Requirement —
Report each line below that carries the word "Some".

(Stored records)

↓

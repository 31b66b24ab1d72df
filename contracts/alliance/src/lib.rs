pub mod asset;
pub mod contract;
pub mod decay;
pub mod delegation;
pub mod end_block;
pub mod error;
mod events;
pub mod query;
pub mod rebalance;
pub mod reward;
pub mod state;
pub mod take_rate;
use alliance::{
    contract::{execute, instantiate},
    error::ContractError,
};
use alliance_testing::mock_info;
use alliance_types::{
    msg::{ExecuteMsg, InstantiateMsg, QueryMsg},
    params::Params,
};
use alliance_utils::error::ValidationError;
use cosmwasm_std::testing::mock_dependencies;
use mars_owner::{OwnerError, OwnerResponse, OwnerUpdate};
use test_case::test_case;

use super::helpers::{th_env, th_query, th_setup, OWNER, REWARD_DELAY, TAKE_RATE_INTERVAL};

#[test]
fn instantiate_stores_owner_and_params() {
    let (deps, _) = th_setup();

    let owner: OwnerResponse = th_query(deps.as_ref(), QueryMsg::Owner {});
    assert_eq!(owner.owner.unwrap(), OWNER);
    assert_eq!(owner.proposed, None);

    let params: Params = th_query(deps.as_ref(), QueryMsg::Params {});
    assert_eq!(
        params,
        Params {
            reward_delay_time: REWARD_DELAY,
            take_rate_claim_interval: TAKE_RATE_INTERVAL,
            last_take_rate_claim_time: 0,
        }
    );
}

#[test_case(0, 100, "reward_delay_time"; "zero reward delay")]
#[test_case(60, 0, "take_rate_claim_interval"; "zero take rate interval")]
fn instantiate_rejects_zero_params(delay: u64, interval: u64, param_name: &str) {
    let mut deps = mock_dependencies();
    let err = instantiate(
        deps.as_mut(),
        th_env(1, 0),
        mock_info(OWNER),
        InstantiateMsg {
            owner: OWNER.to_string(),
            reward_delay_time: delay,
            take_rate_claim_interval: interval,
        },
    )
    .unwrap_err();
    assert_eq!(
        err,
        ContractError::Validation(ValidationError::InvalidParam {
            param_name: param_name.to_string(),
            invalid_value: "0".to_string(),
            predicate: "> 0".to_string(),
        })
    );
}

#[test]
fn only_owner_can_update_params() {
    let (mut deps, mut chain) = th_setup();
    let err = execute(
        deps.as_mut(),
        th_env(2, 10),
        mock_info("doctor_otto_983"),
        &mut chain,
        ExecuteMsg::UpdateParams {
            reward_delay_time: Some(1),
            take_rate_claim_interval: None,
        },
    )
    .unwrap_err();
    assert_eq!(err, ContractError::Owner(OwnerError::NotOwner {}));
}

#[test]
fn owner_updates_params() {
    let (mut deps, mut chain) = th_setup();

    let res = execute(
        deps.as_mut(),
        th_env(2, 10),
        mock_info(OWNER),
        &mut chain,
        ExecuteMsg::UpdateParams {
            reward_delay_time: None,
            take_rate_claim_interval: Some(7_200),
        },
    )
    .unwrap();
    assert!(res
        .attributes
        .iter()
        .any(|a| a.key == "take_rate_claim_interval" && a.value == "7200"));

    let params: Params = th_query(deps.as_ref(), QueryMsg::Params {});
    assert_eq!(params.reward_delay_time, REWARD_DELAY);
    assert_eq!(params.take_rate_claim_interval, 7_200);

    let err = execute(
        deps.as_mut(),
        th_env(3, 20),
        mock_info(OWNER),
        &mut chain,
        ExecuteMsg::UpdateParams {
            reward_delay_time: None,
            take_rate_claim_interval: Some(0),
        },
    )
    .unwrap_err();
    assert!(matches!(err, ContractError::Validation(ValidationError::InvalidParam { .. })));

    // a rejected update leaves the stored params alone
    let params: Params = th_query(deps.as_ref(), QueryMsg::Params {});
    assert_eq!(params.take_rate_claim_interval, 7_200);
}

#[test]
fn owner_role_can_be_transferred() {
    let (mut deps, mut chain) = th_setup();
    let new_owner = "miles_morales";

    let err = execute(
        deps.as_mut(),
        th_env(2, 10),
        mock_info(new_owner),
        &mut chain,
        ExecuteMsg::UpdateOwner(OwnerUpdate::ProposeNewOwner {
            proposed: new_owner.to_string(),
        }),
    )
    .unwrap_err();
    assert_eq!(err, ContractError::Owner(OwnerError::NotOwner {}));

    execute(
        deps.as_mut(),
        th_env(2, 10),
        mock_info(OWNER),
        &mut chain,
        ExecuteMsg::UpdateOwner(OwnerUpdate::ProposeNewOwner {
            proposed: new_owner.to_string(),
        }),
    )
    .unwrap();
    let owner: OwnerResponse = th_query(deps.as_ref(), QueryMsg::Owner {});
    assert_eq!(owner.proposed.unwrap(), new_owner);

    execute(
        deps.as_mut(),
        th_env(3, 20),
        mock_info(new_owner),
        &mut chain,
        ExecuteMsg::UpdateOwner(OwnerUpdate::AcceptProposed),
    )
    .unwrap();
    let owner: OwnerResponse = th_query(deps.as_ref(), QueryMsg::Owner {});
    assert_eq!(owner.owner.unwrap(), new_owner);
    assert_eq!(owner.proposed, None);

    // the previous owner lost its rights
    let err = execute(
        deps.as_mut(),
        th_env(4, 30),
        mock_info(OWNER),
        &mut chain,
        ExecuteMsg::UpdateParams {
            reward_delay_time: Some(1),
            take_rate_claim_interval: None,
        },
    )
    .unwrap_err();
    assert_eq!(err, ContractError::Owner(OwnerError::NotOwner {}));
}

↑

Answer space —
            reward_delay_time: Some(1),
            take_rate_claim_interval: Some(7_200),
            take_rate_claim_interval: Some(0),
            reward_delay_time: Some(1),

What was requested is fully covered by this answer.